Any qualms about linking your name with theirs?

I was a Walmart customer in Colorado, where I had a home, and there Walmart was the best thing in town—it had all sorts of things. That was my experience. Then I started buying on Walmart.com. Also, a very good friend of mine, one of the founders of Harry’s shave company, sold in Walmart before me and has had a great experience. There is such potential to have a cool brand and keep it true to what it is and have it be in Walmart. How lucky to be able to launch a brand I believe in that could reach so many people, many more than I could ever reach at Goop or Whole Foods.

There’s so much interest now in “wellness.” Is this a fad, or is there more to it?

Some of this is a fad, but authenticity and well-being should not be a trend. Being transparent should not be a trend. This brand is not just about supplements. It’s a way for me to reach consumers and people and, instead of talking about confidence and self-esteem, to talk about living a good life, and feeling good in your body, and happiness and health.

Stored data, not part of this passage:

use leptos::prelude::*;

/// Select component with label support
#[component]
pub fn Select(
    /// Label text (optional)
    #[prop(optional, into)]
    label: MaybeProp<String>,
    /// Current value
    #[prop(into)]
    value: Signal<String>,
    /// Change event handler
    #[prop(optional)]
    on_change: Option<Callback<String>>,
    /// Options: Vec of (value, label) tuples
    #[prop(into)]
    options: Signal<Vec<(String, String)>>,
    /// Disabled state
    #[prop(optional)]
    disabled: bool,
    /// ID for the select element
    #[prop(optional, into)]
    id: MaybeProp<String>,
) -> impl IntoView {
    let select_id = move || id.get().unwrap_or_default();

    view! {
        <div class="form__group">
            {move || label.get().map(|l| view! {
                <label class="form__label" for=select_id>
                    {l}
                </label>
            })}
            <select
                id=select_id
                class="form__select"
                disabled=disabled
                on:change=move |ev| {
                    if let Some(handler) = on_change {
                        handler.run(event_target_value(&ev));
                    }
                }
            >
                <For
                    each=move || options.get()
                    key=|(val, _)| val.clone()
                    children=move |(val, label)| {
                        let val_clone = val.clone();
                        let is_selected = move || value.get() == val_clone;
                        view! {
                            <option value=val selected=is_selected>
                                {label}
                            </option>
                        }
                    }
                />
            </select>
        </div>
    }
}
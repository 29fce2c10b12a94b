pub mod modal;
pub mod ui;
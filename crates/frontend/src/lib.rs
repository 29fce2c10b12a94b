pub mod app;
pub mod i18n;
pub mod layout;
pub mod navigation;
pub mod pages;
pub mod parameters;
pub mod routes;
pub mod shared;

use wasm_bindgen::prelude::wasm_bindgen;

#[wasm_bindgen]
pub fn hydrate() {
    // initializes logging using the `log` crate
    _ = console_log::init_with_level(log::Level::Debug);
    console_error_panic_hook::set_once();

    leptos::mount::mount_to_body(app::App);
}

#[wasm_bindgen(start)]
pub fn start() {
    hydrate();
}
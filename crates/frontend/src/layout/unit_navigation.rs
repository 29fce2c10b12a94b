//! Unit tab strip, shown only under inputs/chemistry.
//!
//! Tabs navigate by URL so the location synchronizer stays the single
//! writer of the unit level.

use leptos::prelude::*;
use leptos_router::hooks::use_navigate;
use leptos_router::NavigateOptions;

use crate::i18n::use_i18n;
use crate::navigation::store::NavigationStore;

// (unit id, translation key, fallback label)
pub const UNIT_TABS: [(&str, &str, &str); 4] = [
    ("ion-exchange", "nav.ionExchange", "Ion Exchange - WMA"),
    ("reactor", "nav.reactor", "Reactor"),
    ("cooling-towers", "nav.coolingTowers", "Cooling Towers"),
    ("compliance-points", "nav.compliancePoints", "Compliance Points"),
];

pub const FLOW_CHEMISTRY_TABS: [(&str, &str, &str); 4] = [
    ("incoming-water", "nav.incomingWater", "Incoming Water Source Lab Inputs"),
    ("autoci-lab", "nav.autociLab", "AutoCI Lab Inputs"),
    ("chemical-injection", "nav.chemicalInjection", "Chemical Injection Inputs"),
    ("clear-chemistry", "nav.clearChemistry", "Clear Chemistry"),
];

#[component]
pub fn UnitNavigation() -> impl IntoView {
    let nav = use_context::<NavigationStore>().expect("NavigationStore not found");
    let i18n = use_i18n();
    let navigate = StoredValue::new(use_navigate());

    let tab_row = move |tabs: &'static [(&'static str, &'static str, &'static str)]| {
        tabs.iter()
            .map(|&(key, label_key, fallback)| {
                view! {
                    <button
                        class="unit-tabs__tab"
                        class:unit-tabs__tab--active=move || nav.unit() == key
                        on:click=move |_| {
                            navigate
                                .with_value(|n| {
                                    n(
                                        &format!("/inputs/chemistry/{}", key),
                                        NavigateOptions::default(),
                                    )
                                });
                        }
                    >
                        {move || i18n.t(label_key, fallback)}
                    </button>
                }
            })
            .collect_view()
    };

    view! {
        <Show when=move || nav.in_chemistry()>
            <div class="unit-tabs">
                <div class="unit-tabs__section">
                    <h3 class="unit-tabs__heading">{move || i18n.t("unit.units", "Units")}</h3>
                    <div class="unit-tabs__row">{tab_row(&UNIT_TABS)}</div>
                </div>
                <div class="unit-tabs__section">
                    <h3 class="unit-tabs__heading">
                        {move || i18n.t("nav.flowChemistry", "Flow Chemistry")}
                    </h3>
                    <div class="unit-tabs__row">{tab_row(&FLOW_CHEMISTRY_TABS)}</div>
                </div>
            </div>
        </Show>
    }
}
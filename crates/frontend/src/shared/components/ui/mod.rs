pub mod input;
pub mod select;
pub mod textarea;

pub use input::Input;
pub use select::Select;
pub use textarea::Textarea;
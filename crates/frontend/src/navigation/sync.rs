//! URL → store synchronization.
//!
//! The path is the outer representation of section/child/unit; this effect
//! is the only writer of those levels. In-page interactions that change them
//! must navigate instead of touching the store, so the two can never
//! diverge. The sync is one-directional and non-incremental: every
//! navigation event re-derives the selection from the path from scratch.

use contracts::navigation::RoutePath;
use leptos::prelude::*;
use leptos_router::hooks::use_location;

use super::store::NavigationStore;

/// Install the location effect. Must be called once, inside the `Router`.
///
/// Runs on the initial load and on every subsequent navigation event
/// (link click, back/forward).
pub fn init_location_sync(nav: NavigationStore) {
    let location = use_location();
    Effect::new(move |_| {
        let path = location.pathname.get();
        nav.apply_route(&RoutePath::parse(&path));
    });
}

What triggered this interest for you?

As someone that grew up in the ’70s in the suburbs of Chicago, it was all about how to look like Cheryl Tiegs, like a Barbie doll—if you weren’t blond, blue-eyed, with long legs, you weren’t attractive. I bought Cheryl Tiegs’s beauty book, I did everything she told me, and I still didn’t look like her. Then I saw the movie Love Story, and there was Ali MacGraw, with her dark hair and her big eyebrows, and I thought, I could look like that. But by the early 1980s, when I came to New York City to work as a makeup artist on fashion shoots, I went from not being able to be Barbie to not being able to be a supermodel. I had to say to myself, “Stop, focus on yourself, be the best you can be,” instead of being on or off a diet. That’s how I was able to create something that could last.

What’s the hardest part of leaving behind a brand that you built, one that has lasted?

One of my mentors is Mickey Drexler, and we’re always talking about how excited we are when these new fun things happen. For a long time we were in the same situation, where we were in these big companies with a lot of intensity and angst. All of a sudden we get to be entrepreneurs again. It’s not scary—I’m not afraid of failure. The negative is, I’m used to lots of people doing many things, and now I have a few people doing a lot of things. The impatient Bobbi needs to tell herself, “Hey, you’re in a cool place, with all these young people, doing what you want to be doing.” It’s been really good for me mentally.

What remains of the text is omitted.